There is palpable anxiety at FDA and in the stakeholder community about the lack of a user fee agreement so late in the process. For existing FDA staff, the current period of uncertainty affects operational cohesion and morale. For individuals being recruited, some merely waiting for a signed employment letter, there is the threat of a permanent loss for the agency, as many may take their skills elsewhere.
Then there is the money itself. Medical products user fees come to about $2 billion dollars, while budget authority (BA, taxpayer funding) is about $3.3 billion. That makes the monies at stake about 40% of the agency’s non-tobacco budget.
Useful background about the sources of FDA funding is here; why the Alliance focuses on BA appropriations and not user fees is here; and why we don’t count tobacco user fees—and you shouldn’t either-is here.)
The relevant House and Senate committees and their leadership have a long history of working together for the benefit of the health and safety of the American people. Further, all the Representatives and Senators involved in these negotiations understand the need for timely action and the impact of delay on agency functioning and funding.
As stakeholders, we need to trust in that history of working together. Because I have that trust, this has been my emphatic response to reporters who ask “...what happens if an agreement cannot be reached?”

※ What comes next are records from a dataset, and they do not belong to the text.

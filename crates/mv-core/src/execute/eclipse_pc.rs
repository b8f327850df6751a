//! Extended-set conditional skips and transfers: EJMP, EJSR, the compare
//! skips and the bit-test skips.

use super::helpers::unimplemented;
use super::Flow;
use crate::addr::Address;
use crate::decode::{DecodedInstruction, OperandPayload};
use crate::fault::CpuError;
use crate::memory::MemoryBus;
use crate::resolve::resolve_15bit;
use crate::state::CpuState;

pub fn execute(
    state: &mut CpuState,
    mem: &mut dyn MemoryBus,
    limit: u32,
    instr: &DecodedInstruction,
) -> Result<Flow, CpuError> {
    match (instr.mnemonic, instr.payload) {
        ("EJMP", OperandPayload::Eff15 { ind, mode, disp }) => {
            let ea = resolve_15bit(state, mem, limit, ind, mode, disp, 0)?;
            state.set_pc(Address::from_phys(ea));
            Ok(Flow::Jump)
        }
        ("EJSR", OperandPayload::Eff15 { ind, mode, disp }) => {
            let ea = resolve_15bit(state, mem, limit, ind, mode, disp, 0)?;
            let ret = (state.pc().offset().wrapping_add(u32::from(instr.len)) & 0x7FFF) as u16;
            state.set_ac16(3, ret);
            state.set_pc(Address::from_phys(ea));
            Ok(Flow::Jump)
        }
        ("SGT", OperandPayload::TwoAcc { acs, acd }) => Ok(skip_if(
            (state.ac16(usize::from(acs)) as i16) > (state.ac16(usize::from(acd)) as i16),
        )),
        ("SGE", OperandPayload::TwoAcc { acs, acd }) => Ok(skip_if(
            (state.ac16(usize::from(acs)) as i16) >= (state.ac16(usize::from(acd)) as i16),
        )),
        ("CLM", OperandPayload::TwoAcc { acs, acd }) => {
            // Limits are the word pair the destination accumulator points at.
            let base = state.pc().rejoin(u32::from(state.ac16(usize::from(acd))));
            let low = mem.read_word(base) as i16;
            let high = mem.read_word(base.wrapping_add(1)) as i16;
            let value = state.ac16(usize::from(acs)) as i16;
            Ok(skip_if(value >= low && value <= high))
        }
        ("SZB", OperandPayload::TwoAcc { acs, acd }) => Ok(skip_if(!test_bit(state, mem, acs, acd))),
        ("SNB", OperandPayload::TwoAcc { acs, acd }) => Ok(skip_if(test_bit(state, mem, acs, acd))),
        _ => Err(unimplemented(instr)),
    }
}

const fn skip_if(condition: bool) -> Flow {
    if condition {
        Flow::Skip
    } else {
        Flow::Advance
    }
}

/// Same bit-pointer convention as BTO/BTZ: word address in the source
/// accumulator, bit number in the destination accumulator.
fn test_bit(state: &CpuState, mem: &dyn MemoryBus, acs: u8, acd: u8) -> bool {
    let addr = state.pc().rejoin(u32::from(state.ac16(usize::from(acs))));
    let bit = 15 - (state.ac16(usize::from(acd)) & 0xF);
    mem.read_word(addr) & (1 << bit) != 0
}
//! Legacy memory-reference handlers: LDA, STA, ISZ, DSZ.

use super::helpers::unimplemented;
use super::Flow;
use crate::decode::{DecodedInstruction, OperandPayload};
use crate::fault::CpuError;
use crate::memory::MemoryBus;
use crate::resolve::resolve_8bit;
use crate::state::CpuState;

pub fn execute(
    state: &mut CpuState,
    mem: &mut dyn MemoryBus,
    limit: u32,
    instr: &DecodedInstruction,
) -> Result<Flow, CpuError> {
    match (instr.mnemonic, instr.payload) {
        ("LDA", OperandPayload::OneAccEff { ac, ind, mode, disp }) => {
            let ea = resolve_8bit(state, mem, limit, ind, mode, disp)?;
            state.set_ac16(usize::from(ac), mem.read_word(ea));
            Ok(Flow::Advance)
        }
        ("STA", OperandPayload::OneAccEff { ac, ind, mode, disp }) => {
            let ea = resolve_8bit(state, mem, limit, ind, mode, disp)?;
            mem.write_word(ea, state.ac16(usize::from(ac)));
            Ok(Flow::Advance)
        }
        ("ISZ", OperandPayload::NoAccEff { ind, mode, disp }) => {
            let ea = resolve_8bit(state, mem, limit, ind, mode, disp)?;
            let value = mem.read_word(ea).wrapping_add(1);
            mem.write_word(ea, value);
            Ok(if value == 0 { Flow::Skip } else { Flow::Advance })
        }
        ("DSZ", OperandPayload::NoAccEff { ind, mode, disp }) => {
            let ea = resolve_8bit(state, mem, limit, ind, mode, disp)?;
            let value = mem.read_word(ea).wrapping_sub(1);
            mem.write_word(ea, value);
            Ok(if value == 0 { Flow::Skip } else { Flow::Advance })
        }
        _ => Err(unimplemented(instr)),
    }
}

"There will be a user feel deal. Full Stop. Details may be undecided; consequences may be uncertain. But there will be a deal."
That conclusion does not ease the anxiety and concern that FDA and others are feeling, nor does it suggest when and on what terms an agreement will be reached.
In all likelihood, what will happen over the next 4 weeks is still unwritten. There is no secret plan waiting to be revealed. Do not fixate on stories and rumors that come from those “having talked to a key staffer” or “heard from a plugged-in lobbyist.” If the Congressional leaders on the reauthorization legislation have not yet decided, how can those individuals know what will happen?
Here are my perspectives on some of the other issues being discussed:
Lay-off Notices. We have heard nothing certain about when these will be issued, although we expect it to be decided soon. Everyone is already “on notice” without the letters needing to be sent. Therefore, FDA, OPM, and the unions may still be looking for a way to avoid the written notices without violating the law.
Carry-over Balances. If no agreement is reached by October 1, carryover balances may lessen or delay some of the consequences, However, the extent these balances could mitigate the negative impact to the agency’s work is unclear.